Incidentally, the Railways has already asked its various public sector units to undertake valuations.
“The money from such stake sale could be routed as equity to form a joint venture company proposed to be set up with Indian Railway Finance Corporation (IRFC) as proposed in the railway budget. The total mobilised funds through such a non-banking finance company can be 10 times the funds,” said sources present in the meeting.
IRFC, a public sector unit, is the fund-raising arm of the Railways, and largely funds rolling stock.
The Railways is set to shed five per cent stake in Container Corporation of India (CONCOR), the only publicly listed Railways unit.
The other units where value can be unlocked are RITES, IRCON and Indian Railways Catering and Tourism Corporation (IRCTC).
But, the Railways is unlikely to sell stake in IRFC, with which Railways enters into annual agreements for repayments.

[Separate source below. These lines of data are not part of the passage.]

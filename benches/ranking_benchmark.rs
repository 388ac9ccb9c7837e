use criterion::{criterion_group, criterion_main, Criterion};
use rank_tracker::db::FirestoreDb;
use rank_tracker::services::{EventBus, LeaderboardRanker, RetryPolicy, TierLadder};
use std::hint::black_box;
use std::time::Duration;

fn benchmark_classify(c: &mut Criterion) {
    let ladder = TierLadder::default();

    let mut group = c.benchmark_group("classify");

    group.bench_function("bottom_tier", |b| b.iter(|| ladder.classify(black_box(42))));

    group.bench_function("top_tier", |b| {
        b.iter(|| ladder.classify(black_box(250_000)))
    });

    group.bench_function("sweep_0_to_12000", |b| {
        b.iter(|| {
            (0..12_000u64)
                .step_by(13)
                .map(|p| ladder.classify(black_box(p)))
                .max()
        })
    });

    group.finish();
}

fn benchmark_recalculate(c: &mut Criterion) {
    let rt = tokio::runtime::Runtime::new().expect("Failed to build runtime");

    // 2,000 entries inserted lowest first, so every incremental position is stale.
    let ranker = rt.block_on(async {
        let (events, rx) = EventBus::local(RetryPolicy {
            max_retries: 0,
            backoff: Duration::from_millis(0),
        });
        // Published position changes are irrelevant here.
        drop(rx);

        let ranker = LeaderboardRanker::new(FirestoreDb::new_in_memory(), events);
        for i in 0..2_000u64 {
            ranker
                .upsert(&format!("user-{:05}", i), i * 3)
                .await
                .expect("upsert failed");
        }
        ranker
    });

    c.bench_function("recalculate_all_2000_entries", |b| {
        b.iter(|| rt.block_on(ranker.recalculate_all()).expect("recalculate failed"))
    });
}

criterion_group!(benches, benchmark_classify, benchmark_recalculate);
criterion_main!(benches);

In this year’s budget, Prabhu had announced setting up an infrastructure fund, a holding company and a joint venture with an existing non-banking financial corporation of a public sector unit with IRFC, to raise long-term debt.
The debt can be raised from domestic as well as overseas sources, including multilateral and bilateral financial institutions keen on working with the Railways.
Another top railway official said that while many investors are waiting to put in money, the Railways has to first send investor-friendly signals.
“Railways need to tap the private equity market,” said the official.